The non-technical layer
Technical cloaks are only part of it. Limit the number of high-resolution, front-on face photos you post publicly, since those are the ideal training input, and keep a clean, dated original private so you can prove a public image came from you. Search for misuse of your likeness periodically, and use platform reporting routes when you find it. Many places recognize a right of publicity or personality right over commercial use of your image, and most large platforms now have reporting paths for non-consensual or synthetic intimate imagery, but these vary widely by country and platform and mostly act after the fact, so treat them as recourse rather than prevention and check what applies where you live.
Why face cloaks are deterrents, not walls
Assume a face cloak can be weakened. Fawkes itself reports that when clean, uncloaked photos of you leak to a tracker, protection falls to an “80+% protection success rate,” so a cloak only helps if most of your public images carry it. LowKey exists precisely because earlier cloaks “fail on full-scale systems and commercial APIs,” a reminder that a tool validated on one system can fail on another. The editing defenses have a known weak point too: a 2026 study by Fardin, Alam and Fahim found that PhotoGuard, Anti-DreamBooth and MetaCloak lose 60 to 80% of their protective signal to the JPEG compression that every major platform applies before an image is ever downloaded. Recognition and generation models also keep improving, so a cloak that works today may not next year.
Protecting your likeness is the same layered game as protecting art or a voice: cloak your face against recognition, protect the photos you post against fine-tuning and editing, keep high-resolution face shots scarce, and know your after-the-fact recourse. No single layer is a wall, and any one of them may be removable, but together they make a convincing deepfake of you slower and more expensive to build. For voice deepfakes, see DeFake, AntiFake and Voice Guard, explained; for how these tools hold up overall, see the AI poisoning tools scorecard.
Sources
- Shan, Wenger, Zhang, Li, Zheng, Zhao (2020). Fawkes: Protecting Privacy against Unauthorized Deep Learning Models. USENIX Security 2020.
- Cherepanova, Goldblum, Foley, Duan, Dickerson, Taylor, Goldstein (2021). LowKey: Leveraging Adversarial Attacks to Protect Social Media Users from Facial Recognition. ICLR 2021.
- Van Le, Phung, Nguyen, Dao, Tran, Tran (2023). Anti-DreamBooth: Protecting Users from Personalized Text-to-Image Synthesis. ICCV 2023.
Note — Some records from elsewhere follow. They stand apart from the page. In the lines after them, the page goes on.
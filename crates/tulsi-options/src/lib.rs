//! Option storage for generator configs.
//!
//! Options live under a single container key in the config document. Each
//! option is classified as shareable (checked in) or per-user (local only),
//! and can inherit unset values from a parent project's option set.

pub mod catalog;
mod set;

pub use catalog::{OptionDefinition, OptionScope, BAZEL_PATH, WORKSPACE_ROOT_PATH};
pub use set::{OptionSet, OptionValue, OptionsError};

/// Key of the options container inside a config document.
pub const PERSISTENCE_KEY: &str = "tulsi_options";

/// Raw, untyped option values as read from JSON.
pub type OptionDictionary = serde_json::Map<String, serde_json::Value>;
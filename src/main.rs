//! tulsigen CLI
//!
//! Entry point for the `tulsigen` command-line tool.

use std::fs;
use std::path::{Path, PathBuf};
use std::process;

use clap::{Parser, Subcommand};
use tracing_subscriber::EnvFilter;
use tulsigen::config::per_user_filename;
use tulsigen::{normalize_path_filters, BazelLocator, ConfigError, GeneratorConfig};

#[derive(Parser)]
#[command(name = "tulsigen")]
#[command(about = "Inspect and rewrite generator configs", version)]
struct Cli {
    #[command(subcommand)]
    command: Commands,
}

#[derive(Subcommand)]
enum Commands {
    /// Load a config and print its resolved settings
    Show {
        /// Path to the .tulsigen file
        config: PathBuf,

        /// Bazel binary to use instead of the saved or discovered one
        #[arg(long)]
        bazel: Option<PathBuf>,

        /// Workspace root searched for a Bazel wrapper
        #[arg(long, short = 'w')]
        workspace_root: Option<PathBuf>,

        /// Output in JSON format
        #[arg(long)]
        json: bool,
    },

    /// Print the package paths the given source filters normalize to
    Normalize {
        /// Labels or package paths
        #[arg(required = true)]
        filters: Vec<String>,
    },

    /// Load a config and write it back out in canonical form
    Save {
        /// Path to the .tulsigen file
        config: PathBuf,

        /// Bazel binary to use instead of the saved or discovered one
        #[arg(long)]
        bazel: Option<PathBuf>,

        /// Workspace root searched for a Bazel wrapper
        #[arg(long, short = 'w')]
        workspace_root: Option<PathBuf>,

        /// Directory to write into (default: the config's directory)
        #[arg(long, short = 'o')]
        output_dir: Option<PathBuf>,

        /// Extra source filters to add (repeatable)
        #[arg(long = "add-filter")]
        add_filters: Vec<String>,
    },
}

fn main() {
    tracing_subscriber::fmt()
        .with_env_filter(EnvFilter::from_default_env())
        .with_writer(std::io::stderr)
        .without_time()
        .init();

    let cli = Cli::parse();

    let result = match cli.command {
        Commands::Show {
            config,
            bazel,
            workspace_root,
            json,
        } => run_show(&config, bazel.as_deref(), workspace_root.as_deref(), json),
        Commands::Normalize { filters } => {
            for filter in normalize_path_filters(&filters) {
                println!("{}", filter);
            }
            Ok(())
        }
        Commands::Save {
            config,
            bazel,
            workspace_root,
            output_dir,
            add_filters,
        } => run_save(
            &config,
            bazel.as_deref(),
            workspace_root.as_deref(),
            output_dir,
            &add_filters,
        ),
    };

    if let Err(e) = result {
        eprintln!("Error: {}", e);
        process::exit(1);
    }
}

fn load(
    path: &Path,
    bazel: Option<&Path>,
    workspace_root: Option<&Path>,
) -> Result<GeneratorConfig, ConfigError> {
    GeneratorConfig::load_with_locator(path, bazel, &BazelLocator::new(workspace_root))
}

fn run_show(
    path: &Path,
    bazel: Option<&Path>,
    workspace_root: Option<&Path>,
    json: bool,
) -> Result<(), ConfigError> {
    let config = load(path, bazel, workspace_root)?;
    let bazel_url = config.bazel_url_parameter();
    let labels: Vec<&str> = config
        .build_target_labels()
        .iter()
        .map(|l| l.value())
        .collect();

    if json {
        let value = serde_json::json!({
            "projectName": config.project_name(),
            "buildTargets": labels,
            "sourceFilters": config.path_filters(),
            "additionalFilePaths": config.additional_file_paths(),
            "bazelPath": bazel_url.value.display().to_string(),
            "bazelSource": bazel_url.source,
            "defaultFilename": config.default_filename(),
            "xcodeProject": config.xcode_project_filename(),
        });
        let text = serde_json::to_string_pretty(&value)
            .map_err(|e| ConfigError::SerializationFailed(e.to_string()))?;
        println!("{}", text);
        return Ok(());
    }

    println!("Project: {}", config.project_name());
    println!("  Xcode project: {}", config.xcode_project_filename());
    println!(
        "  Bazel: {} ({})",
        bazel_url.value.display(),
        bazel_url.source
    );
    println!("  Targets: {}", labels.join(", "));
    if !config.path_filters().is_empty() {
        let filters: Vec<&str> = config.path_filters().iter().map(String::as_str).collect();
        println!("  Source filters: {}", filters.join(", "));
    }
    if let Some(paths) = config.additional_file_paths() {
        println!("  Additional files: {}", paths.join(", "));
    }
    let option_count = config.options().iter().count();
    if option_count > 0 {
        println!("  Options: {}", option_count);
    }
    Ok(())
}

fn run_save(
    path: &Path,
    bazel: Option<&Path>,
    workspace_root: Option<&Path>,
    output_dir: Option<PathBuf>,
    add_filters: &[String],
) -> Result<(), ConfigError> {
    let mut config = load(path, bazel, workspace_root)?;
    if !add_filters.is_empty() {
        config = config.appending_path_filters(normalize_path_filters(add_filters));
    }

    let dir = output_dir
        .or_else(|| path.parent().map(Path::to_path_buf))
        .unwrap_or_default();

    let shareable_path = dir.join(config.default_filename());
    write_file(&shareable_path, &config.save()?)?;

    if let Some(per_user) = config.save_per_user_settings()? {
        write_file(&dir.join(per_user_filename()), &per_user)?;
    }
    Ok(())
}

fn write_file(path: &Path, data: &[u8]) -> Result<(), ConfigError> {
    fs::write(path, data).map_err(|e| {
        ConfigError::SerializationFailed(format!("Could not write {}: {}", path.display(), e))
    })?;
    eprintln!("Wrote: {}", path.display());
    Ok(())
}
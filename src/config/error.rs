//! Generator config errors

/// Errors raised while loading, decoding, or encoding a generator config.
///
/// Each variant is terminal for the operation that produced it.
#[derive(Debug, Clone, PartialEq, Eq, thiserror::Error)]
pub enum ConfigError {
    /// The config file does not exist or cannot be read.
    #[error("Config file could not be read")]
    BadInputFilePath,

    /// A per-user options file was found but could not be read or parsed.
    #[error("Failed to read per-user options: {0}")]
    FailedToReadAdditionalOptionsData(String),

    /// The config document is malformed or incomplete.
    #[error("Deserialization failed: {0}")]
    DeserializationFailed(String),

    /// The config could not be encoded.
    #[error("Serialization failed: {0}")]
    SerializationFailed(String),

    /// An additional file path was written as a label.
    #[error("Invalid additional file path: {0}")]
    InvalidAdditionalFilePath(String),
}
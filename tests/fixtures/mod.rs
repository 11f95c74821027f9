//! Test fixtures for generator config tests
//!
//! - `configs/Demo.tulsigen`: a config already in canonical saved form
//! - `configs/legacy.tulsigen`: labels, legacy include paths and a plain
//!   filesystem path in its source filters

#![allow(dead_code)]

use std::fs;
use std::path::{Path, PathBuf};

use tempfile::TempDir;

/// Directory holding the fixture configs
pub fn configs_dir() -> PathBuf {
    Path::new(env!("CARGO_MANIFEST_DIR")).join("tests/fixtures/configs")
}

/// Path to the canonical demo config
pub fn demo_config_path() -> PathBuf {
    configs_dir().join("Demo.tulsigen")
}

/// Path to the legacy config
pub fn legacy_config_path() -> PathBuf {
    configs_dir().join("legacy.tulsigen")
}

/// Raw bytes of a fixture config
pub fn read_fixture(path: &Path) -> Vec<u8> {
    fs::read(path).expect("fixture should be readable")
}

/// A scratch directory with `name` copied in from the fixtures
pub fn scratch_copy(name: &str) -> (TempDir, PathBuf) {
    let dir = TempDir::new().expect("create temp dir");
    let dest = dir.path().join(name);
    fs::copy(configs_dir().join(name), &dest).expect("copy fixture");
    (dir, dest)
}
//! Label string parsing.
//!
//! Accepts the shapes a generator config may contain:
//! - `//foo/bar:target` (absolute label)
//! - `@repo//foo/bar:target` (external repository label)
//! - `//foo/bar` (implicit target, named after the last package component)
//! - `foo/bar` (package-relative path, as written back into source filters)

use std::sync::OnceLock;

use regex_lite::Regex;

/// Structured components of a parsed label.
#[derive(Debug, Clone, PartialEq, Eq)]
pub struct LabelParts {
    /// External repository name, without the leading `@`.
    pub repository: Option<String>,

    /// Package path, without the leading `//`.
    pub package: String,

    /// Target name.
    pub target: String,
}

/// Label parse errors.
#[derive(Debug, Clone, PartialEq, Eq, thiserror::Error)]
pub enum LabelError {
    #[error("label is empty")]
    Empty,

    #[error("label contains whitespace: '{0}'")]
    ContainsWhitespace(String),

    #[error("absolute filesystem path is not a label: '{0}'")]
    AbsolutePath(String),

    #[error("external repository label is missing '//': '{0}'")]
    MissingRoot(String),

    #[error("label has more than one ':' separator: '{0}'")]
    TooManyColons(String),

    #[error("package path contains an empty segment: '{0}'")]
    InvalidPackage(String),

    #[error("invalid target name in '{0}'")]
    InvalidTarget(String),
}

fn target_pattern() -> &'static Regex {
    static PATTERN: OnceLock<Regex> = OnceLock::new();
    PATTERN.get_or_init(|| {
        Regex::new(r##"^[A-Za-z0-9!%@^_"#$&'()*\-+,;<=>?\[\]{|}~/.\x{80}-\x{10FFFF}]+$"##)
            .expect("target pattern is valid")
    })
}

/// Check a target name against the characters Bazel accepts in one.
pub fn validate_target_name(label: &str, target: &str) -> Result<(), LabelError> {
    if target_pattern().is_match(target) {
        Ok(())
    } else {
        Err(LabelError::InvalidTarget(label.to_string()))
    }
}

/// Split a label string into its components.
///
/// Only the label's structure is checked: prefix, separators, whitespace.
/// Package and target text is taken as written; use
/// [`validate_target_name`] to check the target.
pub fn parse_label(value: &str) -> Result<LabelParts, LabelError> {
    if value.is_empty() {
        return Err(LabelError::Empty);
    }
    if value.chars().any(char::is_whitespace) {
        return Err(LabelError::ContainsWhitespace(value.to_string()));
    }

    let (repository, rest) = if let Some(stripped) = value.strip_prefix('@') {
        let idx = stripped
            .find("//")
            .ok_or_else(|| LabelError::MissingRoot(value.to_string()))?;
        (Some(stripped[..idx].to_string()), &stripped[idx + 2..])
    } else if let Some(stripped) = value.strip_prefix("//") {
        (None, stripped)
    } else if value.starts_with('/') {
        return Err(LabelError::AbsolutePath(value.to_string()));
    } else {
        (None, value)
    };

    let mut parts = rest.split(':');
    let package = parts.next().unwrap_or_default();
    let explicit_target = parts.next();
    if parts.next().is_some() {
        return Err(LabelError::TooManyColons(value.to_string()));
    }

    if package.contains("//") {
        return Err(LabelError::InvalidPackage(value.to_string()));
    }

    let target = match explicit_target {
        Some(target) => target.to_string(),
        // `//foo/bar` is shorthand for `//foo/bar:bar`.
        None => package
            .trim_end_matches('/')
            .rsplit('/')
            .next()
            .unwrap_or_default()
            .to_string(),
    };

    Ok(LabelParts {
        repository,
        package: package.to_string(),
        target,
    })
}
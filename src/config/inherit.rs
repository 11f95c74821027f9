//! Resolving settings a config inherits from its enclosing project.

use std::path::PathBuf;

use tulsi_options::OptionSet;

use super::document::GeneratorConfig;
use crate::parameter::{Parameter, ProvenanceTier};

/// The project-level settings a config may inherit from.
#[derive(Debug, Clone, PartialEq, Eq)]
pub struct ProjectScope {
    pub options: OptionSet,
    pub bazel_url: PathBuf,
}

impl ProjectScope {
    pub fn new(options: OptionSet, bazel_url: impl Into<PathBuf>) -> Self {
        Self {
            options,
            bazel_url: bazel_url.into(),
        }
    }
}

impl GeneratorConfig {
    /// Returns a copy with unset options taken from `project`.
    ///
    /// The project's Bazel path only replaces a value that was itself
    /// inherited; explicit, saved and discovered paths are kept.
    pub fn resolving_inherited_settings(&self, project: &ProjectScope) -> Self {
        let options = self.options.inheriting_from(&project.options);
        let bazel_url = self.bazel_url.clone().reduce(Parameter::new(
            project.bazel_url.clone(),
            ProvenanceTier::FromParentProject,
        ));

        Self {
            options,
            bazel_url,
            ..self.clone()
        }
    }
}
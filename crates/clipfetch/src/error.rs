use reqwest::StatusCode;
use std::io;
use std::time::Duration;

use crate::source::SourceTag;

/// Terminal outcome of a fetch request. Every variant ends the request.
#[derive(Debug, thiserror::Error)]
pub enum FetchError {
    #[error("could not find a content id in `{input}`")]
    InvalidInput { input: String },

    #[error("no source could supply content `{id}`")]
    SourceUnavailable { id: String },

    #[error("watermark removal failed")]
    ProcessingFailed,

    #[error("internal error: {reason}")]
    Internal { reason: String },
}

impl FetchError {
    pub fn invalid_input(input: impl Into<String>) -> Self {
        Self::InvalidInput {
            input: input.into(),
        }
    }

    pub fn source_unavailable(id: impl Into<String>) -> Self {
        Self::SourceUnavailable { id: id.into() }
    }

    pub fn internal(reason: impl Into<String>) -> Self {
        Self::Internal {
            reason: reason.into(),
        }
    }

    /// Status an HTTP front-end would answer with.
    pub fn status_code(&self) -> StatusCode {
        match self {
            Self::InvalidInput { .. } => StatusCode::BAD_REQUEST,
            Self::SourceUnavailable { .. } => StatusCode::NOT_FOUND,
            Self::ProcessingFailed | Self::Internal { .. } => StatusCode::INTERNAL_SERVER_ERROR,
        }
    }

    /// Stable machine-readable name.
    pub fn kind(&self) -> &'static str {
        match self {
            Self::InvalidInput { .. } => "invalid_input",
            Self::SourceUnavailable { .. } => "source_unavailable",
            Self::ProcessingFailed => "processing_failed",
            Self::Internal { .. } => "internal",
        }
    }
}

impl From<std::io::Error> for FetchError {
    fn from(err: std::io::Error) -> Self {
        Self::internal(format!("I/O error: {err}"))
    }
}

/// Why a single source could not supply the asset.
///
/// These never leave the resolver; they are logged and the next source runs.
#[derive(Debug, thiserror::Error)]
pub enum SourceError {
    #[error("{source_tag} is not configured")]
    NotConfigured { source_tag: SourceTag },

    #[error("no bearer token configured")]
    MissingToken,

    #[error("HTTP request failed: {source}")]
    Network { source: reqwest::Error },

    #[error("timed out after {after:?} waiting for {url}")]
    Timeout { url: String, after: Duration },

    #[error("request failed with HTTP {status} for {url}")]
    HttpStatus { status: StatusCode, url: String },

    #[error("unexpected content type `{content_type}` for {url}")]
    UnexpectedContentType { content_type: String, url: String },

    #[error("invalid JSON response: {source}")]
    Json {
        #[from]
        source: serde_json::Error,
    },

    #[error("no playable url in response")]
    NoPlayableUrl,
}

impl SourceError {
    pub fn http_status(status: StatusCode, url: impl Into<String>) -> Self {
        Self::HttpStatus {
            status,
            url: url.into(),
        }
    }

    /// Classify a transport failure; timeouts get their own variant so they
    /// read as such in logs.
    pub fn transport(err: reqwest::Error, url: impl Into<String>, budget: Duration) -> Self {
        if is_timeout(&err) {
            Self::Timeout {
                url: url.into(),
                after: budget,
            }
        } else {
            Self::Network { source: err }
        }
    }

    /// True when the source was never contacted.
    pub fn is_skip(&self) -> bool {
        matches!(self, Self::NotConfigured { .. } | Self::MissingToken)
    }
}

/// Read timeouts surface as an `io::ErrorKind::TimedOut` deep in the chain
/// rather than through `reqwest::Error::is_timeout`.
fn is_timeout(err: &reqwest::Error) -> bool {
    if err.is_timeout() {
        return true;
    }
    let mut source = std::error::Error::source(err);
    while let Some(inner) = source {
        if let Some(io_err) = inner.downcast_ref::<io::Error>()
            && io_err.kind() == io::ErrorKind::TimedOut
        {
            return true;
        }
        source = inner.source();
    }
    false
}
- Salman, Khaddaj, Leclerc, Ilyas, Mądry (2023). Raising the Cost of Malicious AI-Powered Image Editing (PhotoGuard). ICML 2023.
- Liu, Fan, Dai, Chen, Zhou, Sun (2024). MetaCloak: Preventing Unauthorized Subject-driven Text-to-image Diffusion-based Synthesis via Meta-learning. CVPR 2024.
- Jeong, In, Kim (2025). FaceShield: Defending Facial Image against Deepfake Threats. ICCV 2025.
- Fardin, Alam, Fahim (2026). MetaCloak-JPEG: JPEG-Robust Adversarial Perturbation for Preventing Unauthorized DreamBooth-Based Deepfake Generation.